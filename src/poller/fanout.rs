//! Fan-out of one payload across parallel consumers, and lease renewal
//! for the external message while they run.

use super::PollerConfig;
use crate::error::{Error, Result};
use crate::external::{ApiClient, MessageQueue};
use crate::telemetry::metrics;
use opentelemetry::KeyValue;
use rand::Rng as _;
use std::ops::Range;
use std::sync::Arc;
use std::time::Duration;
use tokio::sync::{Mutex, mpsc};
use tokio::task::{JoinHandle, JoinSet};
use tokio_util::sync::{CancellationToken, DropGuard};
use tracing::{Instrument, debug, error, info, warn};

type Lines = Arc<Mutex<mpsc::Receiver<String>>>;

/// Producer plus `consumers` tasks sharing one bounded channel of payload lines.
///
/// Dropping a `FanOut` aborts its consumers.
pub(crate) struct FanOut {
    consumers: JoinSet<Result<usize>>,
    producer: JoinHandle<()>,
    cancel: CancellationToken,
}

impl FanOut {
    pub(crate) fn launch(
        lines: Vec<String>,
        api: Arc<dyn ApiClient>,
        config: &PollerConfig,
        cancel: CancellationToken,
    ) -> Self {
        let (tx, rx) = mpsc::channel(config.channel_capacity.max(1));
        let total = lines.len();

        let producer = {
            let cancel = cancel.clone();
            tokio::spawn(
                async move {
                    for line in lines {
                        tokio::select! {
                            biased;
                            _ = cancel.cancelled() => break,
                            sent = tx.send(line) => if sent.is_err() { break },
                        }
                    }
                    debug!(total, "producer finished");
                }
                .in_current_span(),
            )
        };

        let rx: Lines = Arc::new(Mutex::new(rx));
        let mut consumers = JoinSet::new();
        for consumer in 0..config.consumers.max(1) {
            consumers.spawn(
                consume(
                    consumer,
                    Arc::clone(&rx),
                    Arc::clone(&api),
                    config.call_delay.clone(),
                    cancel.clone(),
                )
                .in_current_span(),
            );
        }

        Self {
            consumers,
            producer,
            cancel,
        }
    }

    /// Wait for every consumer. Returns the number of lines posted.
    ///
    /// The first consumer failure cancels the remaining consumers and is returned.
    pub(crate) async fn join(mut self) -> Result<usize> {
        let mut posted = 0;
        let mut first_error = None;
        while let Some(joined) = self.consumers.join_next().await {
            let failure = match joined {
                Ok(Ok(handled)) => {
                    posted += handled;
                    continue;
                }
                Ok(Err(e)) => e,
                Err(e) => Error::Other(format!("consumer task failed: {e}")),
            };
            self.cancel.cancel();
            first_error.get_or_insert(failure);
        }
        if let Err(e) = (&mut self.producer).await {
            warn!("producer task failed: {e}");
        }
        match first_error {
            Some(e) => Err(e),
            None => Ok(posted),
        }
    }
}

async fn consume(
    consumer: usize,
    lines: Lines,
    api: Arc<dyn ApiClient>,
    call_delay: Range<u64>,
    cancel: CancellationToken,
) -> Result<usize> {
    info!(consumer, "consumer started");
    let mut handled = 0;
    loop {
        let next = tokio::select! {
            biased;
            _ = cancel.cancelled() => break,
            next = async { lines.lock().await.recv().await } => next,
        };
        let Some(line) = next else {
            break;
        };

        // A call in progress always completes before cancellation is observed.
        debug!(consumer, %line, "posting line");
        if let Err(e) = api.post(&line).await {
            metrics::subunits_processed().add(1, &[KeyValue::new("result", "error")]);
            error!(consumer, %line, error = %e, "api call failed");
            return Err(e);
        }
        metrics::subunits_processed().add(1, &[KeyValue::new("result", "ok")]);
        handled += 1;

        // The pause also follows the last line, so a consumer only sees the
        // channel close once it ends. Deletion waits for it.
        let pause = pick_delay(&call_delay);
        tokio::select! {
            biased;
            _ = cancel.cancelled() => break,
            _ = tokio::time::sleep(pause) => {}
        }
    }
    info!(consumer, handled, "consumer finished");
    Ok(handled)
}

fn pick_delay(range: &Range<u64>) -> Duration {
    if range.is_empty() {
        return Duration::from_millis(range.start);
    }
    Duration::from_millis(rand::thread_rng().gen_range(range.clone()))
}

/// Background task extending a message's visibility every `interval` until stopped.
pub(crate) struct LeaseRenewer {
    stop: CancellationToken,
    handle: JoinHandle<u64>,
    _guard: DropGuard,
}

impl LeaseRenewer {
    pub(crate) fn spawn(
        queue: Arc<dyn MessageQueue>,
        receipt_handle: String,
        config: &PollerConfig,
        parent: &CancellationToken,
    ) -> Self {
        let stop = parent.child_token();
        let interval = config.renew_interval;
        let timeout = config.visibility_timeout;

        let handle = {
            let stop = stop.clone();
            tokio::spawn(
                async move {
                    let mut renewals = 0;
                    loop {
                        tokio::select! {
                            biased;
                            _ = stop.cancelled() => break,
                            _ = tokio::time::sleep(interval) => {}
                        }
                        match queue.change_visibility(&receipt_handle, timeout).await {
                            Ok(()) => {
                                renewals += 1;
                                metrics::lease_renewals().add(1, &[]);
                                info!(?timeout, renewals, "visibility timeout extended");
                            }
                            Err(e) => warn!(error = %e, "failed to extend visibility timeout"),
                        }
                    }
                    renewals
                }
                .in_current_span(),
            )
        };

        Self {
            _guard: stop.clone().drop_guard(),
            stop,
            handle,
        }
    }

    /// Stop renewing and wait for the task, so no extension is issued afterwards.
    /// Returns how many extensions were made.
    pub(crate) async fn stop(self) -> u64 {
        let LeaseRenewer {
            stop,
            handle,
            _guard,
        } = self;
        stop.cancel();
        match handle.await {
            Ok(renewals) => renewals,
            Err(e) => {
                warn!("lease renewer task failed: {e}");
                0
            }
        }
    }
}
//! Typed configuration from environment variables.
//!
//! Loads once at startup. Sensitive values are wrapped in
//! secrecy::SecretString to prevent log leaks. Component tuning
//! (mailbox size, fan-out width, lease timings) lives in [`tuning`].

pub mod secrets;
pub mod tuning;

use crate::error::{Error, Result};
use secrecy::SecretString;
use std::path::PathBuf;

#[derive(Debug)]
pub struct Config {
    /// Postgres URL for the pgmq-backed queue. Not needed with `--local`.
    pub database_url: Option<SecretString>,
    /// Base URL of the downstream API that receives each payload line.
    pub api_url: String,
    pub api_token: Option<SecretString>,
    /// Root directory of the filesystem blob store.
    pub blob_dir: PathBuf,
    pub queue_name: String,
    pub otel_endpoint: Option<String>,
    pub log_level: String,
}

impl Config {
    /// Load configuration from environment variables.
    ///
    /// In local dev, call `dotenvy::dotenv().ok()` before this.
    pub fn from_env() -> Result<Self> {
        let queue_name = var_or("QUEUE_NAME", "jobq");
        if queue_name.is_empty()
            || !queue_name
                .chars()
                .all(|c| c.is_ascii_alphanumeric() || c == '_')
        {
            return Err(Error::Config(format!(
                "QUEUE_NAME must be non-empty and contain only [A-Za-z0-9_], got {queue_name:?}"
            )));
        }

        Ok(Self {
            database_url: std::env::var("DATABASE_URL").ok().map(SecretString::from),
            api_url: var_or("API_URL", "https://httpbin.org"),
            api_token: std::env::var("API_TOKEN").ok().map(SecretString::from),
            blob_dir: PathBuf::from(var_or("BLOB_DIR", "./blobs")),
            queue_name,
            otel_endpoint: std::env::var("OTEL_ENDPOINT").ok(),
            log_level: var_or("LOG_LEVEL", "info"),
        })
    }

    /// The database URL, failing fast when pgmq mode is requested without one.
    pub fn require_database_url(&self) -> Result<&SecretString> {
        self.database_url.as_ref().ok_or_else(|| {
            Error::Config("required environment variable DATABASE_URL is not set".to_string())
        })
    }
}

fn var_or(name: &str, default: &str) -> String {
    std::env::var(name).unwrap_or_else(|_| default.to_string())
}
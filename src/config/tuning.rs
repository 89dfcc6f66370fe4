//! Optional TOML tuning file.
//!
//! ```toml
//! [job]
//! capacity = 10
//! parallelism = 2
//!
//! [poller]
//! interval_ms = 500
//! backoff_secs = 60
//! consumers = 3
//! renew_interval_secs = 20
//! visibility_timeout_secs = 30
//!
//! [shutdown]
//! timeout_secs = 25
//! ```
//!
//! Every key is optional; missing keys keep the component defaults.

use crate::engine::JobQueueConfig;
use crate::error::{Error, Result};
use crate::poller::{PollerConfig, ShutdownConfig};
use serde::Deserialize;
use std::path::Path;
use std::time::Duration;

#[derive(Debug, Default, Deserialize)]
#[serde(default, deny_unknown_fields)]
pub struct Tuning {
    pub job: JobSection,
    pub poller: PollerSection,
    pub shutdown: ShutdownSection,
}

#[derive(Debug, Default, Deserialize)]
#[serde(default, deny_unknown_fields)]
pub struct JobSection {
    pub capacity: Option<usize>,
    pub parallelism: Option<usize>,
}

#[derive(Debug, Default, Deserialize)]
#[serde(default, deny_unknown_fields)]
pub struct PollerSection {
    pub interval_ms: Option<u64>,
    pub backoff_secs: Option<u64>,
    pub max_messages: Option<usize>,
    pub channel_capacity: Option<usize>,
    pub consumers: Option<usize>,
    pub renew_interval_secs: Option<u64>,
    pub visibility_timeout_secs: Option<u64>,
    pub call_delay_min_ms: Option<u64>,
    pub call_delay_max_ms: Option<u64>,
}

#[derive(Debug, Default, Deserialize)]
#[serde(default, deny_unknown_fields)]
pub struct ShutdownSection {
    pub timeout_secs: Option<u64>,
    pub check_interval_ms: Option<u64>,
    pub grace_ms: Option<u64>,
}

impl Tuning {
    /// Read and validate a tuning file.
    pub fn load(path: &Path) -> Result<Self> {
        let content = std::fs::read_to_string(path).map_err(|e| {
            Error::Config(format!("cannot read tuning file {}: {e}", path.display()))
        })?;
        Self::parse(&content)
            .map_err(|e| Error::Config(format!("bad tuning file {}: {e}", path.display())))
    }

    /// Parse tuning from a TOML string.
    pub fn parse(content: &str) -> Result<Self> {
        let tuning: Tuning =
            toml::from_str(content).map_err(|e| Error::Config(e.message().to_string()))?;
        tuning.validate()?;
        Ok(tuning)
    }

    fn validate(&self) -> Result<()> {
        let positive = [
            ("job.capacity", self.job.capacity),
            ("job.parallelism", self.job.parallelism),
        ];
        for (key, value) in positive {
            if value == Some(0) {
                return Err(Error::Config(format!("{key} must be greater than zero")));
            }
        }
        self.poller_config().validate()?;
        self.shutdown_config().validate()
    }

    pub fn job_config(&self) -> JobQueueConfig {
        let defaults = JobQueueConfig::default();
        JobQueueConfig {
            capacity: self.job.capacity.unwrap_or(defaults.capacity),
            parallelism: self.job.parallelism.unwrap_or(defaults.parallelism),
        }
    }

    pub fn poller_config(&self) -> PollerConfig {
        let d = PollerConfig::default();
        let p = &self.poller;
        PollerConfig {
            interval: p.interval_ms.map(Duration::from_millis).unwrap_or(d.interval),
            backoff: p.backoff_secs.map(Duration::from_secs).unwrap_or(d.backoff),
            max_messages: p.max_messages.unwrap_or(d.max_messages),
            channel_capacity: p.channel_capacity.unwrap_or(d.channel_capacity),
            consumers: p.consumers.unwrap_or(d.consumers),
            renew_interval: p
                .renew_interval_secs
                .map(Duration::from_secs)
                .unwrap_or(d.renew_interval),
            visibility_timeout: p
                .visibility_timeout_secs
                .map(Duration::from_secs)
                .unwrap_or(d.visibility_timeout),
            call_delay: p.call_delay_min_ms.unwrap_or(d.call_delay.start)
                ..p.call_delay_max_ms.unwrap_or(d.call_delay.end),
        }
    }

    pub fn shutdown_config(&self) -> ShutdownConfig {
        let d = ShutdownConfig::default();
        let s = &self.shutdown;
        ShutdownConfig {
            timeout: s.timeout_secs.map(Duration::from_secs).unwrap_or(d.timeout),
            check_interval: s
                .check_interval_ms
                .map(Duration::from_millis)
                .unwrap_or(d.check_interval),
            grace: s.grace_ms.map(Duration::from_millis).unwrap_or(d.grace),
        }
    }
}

****************

*Your assignment:* Wherever the word "secrecy" shows up in the material, copy the line it is on.

*Exercise response:*
//! secrecy::SecretString to prevent log leaks. Component tuning
use secrecy::SecretString;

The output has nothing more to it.